In order to share the huge observation data set with the public, TDEA - FAFEN has designed an online portal called “OpenParliament.pk”. The website covers all facets of legislative information, including data about the past and ongoing proceedings of each assembly, as well as performance scorecards and reported assets and liabilities of national and provincial elected representatives.
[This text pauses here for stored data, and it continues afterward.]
use cgmath::*;
use winit::dpi::PhysicalSize;

use super::{
    camera_controller::{InputStates, KeyStates, MouseStates},
    camera_utils::{convert_matrix4_to_array, Camera, CameraUniform, OPENGL_TO_WGPU_MATRIX},
};

/// Largest rotation a single pointer move may request.
const MAX_POINTER_STEP: Deg<f32> = Deg(2.5);
const MOUSE_ACCELERATION: f32 = 100.0;
const TOUCH_ACCELERATION: f32 = 150.0;

#[derive(Debug, Clone, Copy)]
pub struct OrbitCameraConfig {
    pub radius: f32,
    /// Angular acceleration per millisecond of input
    pub rotation_sensitivity: f32,
    /// Fraction of the angular velocity lost per millisecond
    pub damping_factor: f32,
    pub initial_yaw: Deg<f32>,
    pub initial_pitch: Deg<f32>,
}

impl Default for OrbitCameraConfig {
    fn default() -> Self {
        Self {
            radius: 2.0,
            rotation_sensitivity: 0.0002,
            damping_factor: 0.002,
            initial_yaw: Deg(35.0),
            initial_pitch: Deg(-20.0),
        }
    }
}

/// Camera on a sphere around the origin, always looking at it.
///
/// Input accelerates an angular velocity (yaw, pitch, roll) that is applied
/// about the camera's own axes and decays every update.
#[derive(Debug, Clone, Copy)]
pub struct OrbitCamera {
    config: OrbitCameraConfig,
    orientation: Quaternion<f32>,
    position: Vector3<f32>,
    velocity: Vector3<f32>,
    previous_cursor_position: Vector2<f32>,
    pub aspect: f32,
    pub fovy: Rad<f32>,
    pub znear: f32,
    pub zfar: f32,
    pub uniform: CameraUniform,
}

impl Camera for OrbitCamera {
    fn build_view_projection_matrix(&self) -> Matrix4<f32> {
        let eye = Point3::from_vec(self.position);
        let target = Point3::from_vec(self.position + self.forward());
        let view = Matrix4::look_at_rh(eye, target, self.orientation * Vector3::unit_y());
        let proj =
            OPENGL_TO_WGPU_MATRIX * perspective(self.fovy, self.aspect, self.znear, self.zfar);
        proj * view
    }
}

impl OrbitCamera {
    pub fn new(config: OrbitCameraConfig, aspect: f32) -> Self {
        let yaw = Quaternion::from_axis_angle(Vector3::unit_y(), config.initial_yaw);
        let pitch = Quaternion::from_axis_angle(Vector3::unit_x(), config.initial_pitch);

        let mut camera = Self {
            config,
            orientation: pitch * yaw,
            position: Vector3::unit_z() * config.radius,
            velocity: Vector3::zero(),
            previous_cursor_position: Vector2::zero(),
            aspect,
            fovy: Deg(45.0).into(),
            znear: 0.5,
            zfar: 100.0,
            uniform: CameraUniform::default(),
        };
        camera.update_position();
        camera.update_view_proj();
        camera
    }

    pub fn config(&self) -> &OrbitCameraConfig {
        &self.config
    }

    pub fn position(&self) -> Vector3<f32> {
        self.position
    }

    /// Angular velocity in radians per update: yaw, pitch, roll.
    pub fn velocity(&self) -> Vector3<f32> {
        self.velocity
    }

    /// Advances the camera by `dt` milliseconds.
    pub fn update(&mut self, input: &InputStates, viewport: PhysicalSize<u32>, dt: f32) {
        self.process_mouse_input(&input.mouse_states, viewport, dt);
        self.process_key_input(&input.key_states, dt);

        if !is_zero(self.velocity) {
            let yaw = Quaternion::from_axis_angle(
                self.orientation * Vector3::unit_y(),
                Rad(self.velocity.x),
            );
            self.orientation = yaw * self.orientation;

            let pitch = Quaternion::from_axis_angle(
                self.orientation * Vector3::unit_x(),
                Rad(self.velocity.y),
            );
            self.orientation = pitch * self.orientation;

            let roll = Quaternion::from_axis_angle(
                self.orientation * Vector3::unit_z(),
                Rad(self.velocity.z),
            );
            self.orientation = (roll * self.orientation).normalize();
        }

        self.update_position();
        self.velocity *= 1.0 - (self.config.damping_factor * dt).clamp(0.0, 1.0);
        self.update_view_proj();
    }

    fn process_mouse_input(&mut self, mouse: &MouseStates, viewport: PhysicalSize<u32>, dt: f32) {
        if !mouse.button_pressed && !mouse.touch_active {
            return;
        }

        let cursor_moved = mouse.current_cursor_position - self.previous_cursor_position;
        self.previous_cursor_position = mouse.current_cursor_position;
        if is_zero(cursor_moved) || viewport.width == 0 || viewport.height == 0 {
            return;
        }

        let size = Vector2::new(viewport.width as f32, viewport.height as f32);
        let clamp = |v: Vector2<f32>| Vector2::new(v.x.clamp(0.0, size.x), v.y.clamp(0.0, size.y));

        let delta = clamp(mouse.last_cursor_position) - clamp(mouse.current_cursor_position);
        if is_zero(delta) {
            return;
        }

        let delta = Vector2::new(delta.x / size.x, delta.y / size.y);
        let step = delta.magnitude().min(Rad::from(MAX_POINTER_STEP).0);
        let acceleration = if mouse.touch_active {
            TOUCH_ACCELERATION
        } else {
            MOUSE_ACCELERATION
        };

        let delta = delta.normalize() * step * acceleration * self.config.rotation_sensitivity * dt;
        self.velocity += delta.extend(0.0);
    }

    fn process_key_input(&mut self, keys: &KeyStates, dt: f32) {
        let axis = |positive: bool, negative: bool| positive as i8 as f32 - negative as i8 as f32;
        let delta = Vector3::new(
            axis(keys.d_pressed, keys.a_pressed),
            axis(keys.w_pressed, keys.s_pressed),
            axis(keys.e_pressed, keys.q_pressed),
        );
        if is_zero(delta) {
            return;
        }

        self.velocity += delta.normalize() * self.config.rotation_sensitivity * dt;
    }

    fn forward(&self) -> Vector3<f32> {
        self.orientation * -Vector3::unit_z()
    }

    fn update_position(&mut self) {
        self.position = -self.forward() * self.config.radius;
    }

    pub fn resize_projection(&mut self, width: u32, height: u32) {
        if height > 0 {
            self.aspect = width as f32 / height as f32;
        }
    }

    pub fn update_view_proj(&mut self) {
        self.uniform.view_position = self.position.extend(1.0).into();
        self.uniform.view_proj = convert_matrix4_to_array(self.build_view_projection_matrix());
    }
}

fn is_zero<V: InnerSpace<Scalar = f32>>(vector: V) -> bool {
    vector.magnitude2() <= f32::EPSILON * f32::EPSILON
}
==Legislative Governance==
The Free and Fair Election Network (FAFEN) has been conducting unique parliamentary observation since 2008, bridging the gap between elected Houses and citizens to inculcate an informed public and political discourse on various aspects of legislative governance in Pakistan. The observation tools and methodology, which were piloted in the National Assembly (Lower House of the national parliament) in 2008, was scaled up to cover the Senate (Upper House of the national parliament) in 2011 and Provincial Assemblies of all provinces in 2012. FAFEN's systematic observation of on-floor proceedings of the elected Houses assesses their performance on the parameters of Participation, Output, Representation, Responsiveness, Transparency, Accessibility, and Order & Institutionalization. Based on the respective rules of business and procedures of each elected House, the observation checklists have been designed in a way that helps generate quantitative information as the level of participation (both in terms of time and quality) of legislators and quantities information is being taken up in the form of motions, resolutions and other interjections.
The systematic observation allows the generation of daily, sessional, annual and thematic reports as well as performance scorecards of 1,174 legislators on Open Parliament web portal (www.openparliament.pk). The repository includes profiles and performance details of 104 Senators, 342 Members of National Assembly (MNAs) and 728 Members of four Provincial Assemblies (MPAs) along with their nomination papers and Statements of Assets and Liabilities submitted to the Election Commission of Pakistan. The observation information, available on the Open Parliament web portal, enables citizens, media, civil society, and other relevant stakeholders to access and appraise the performance of elected bodies and their representatives.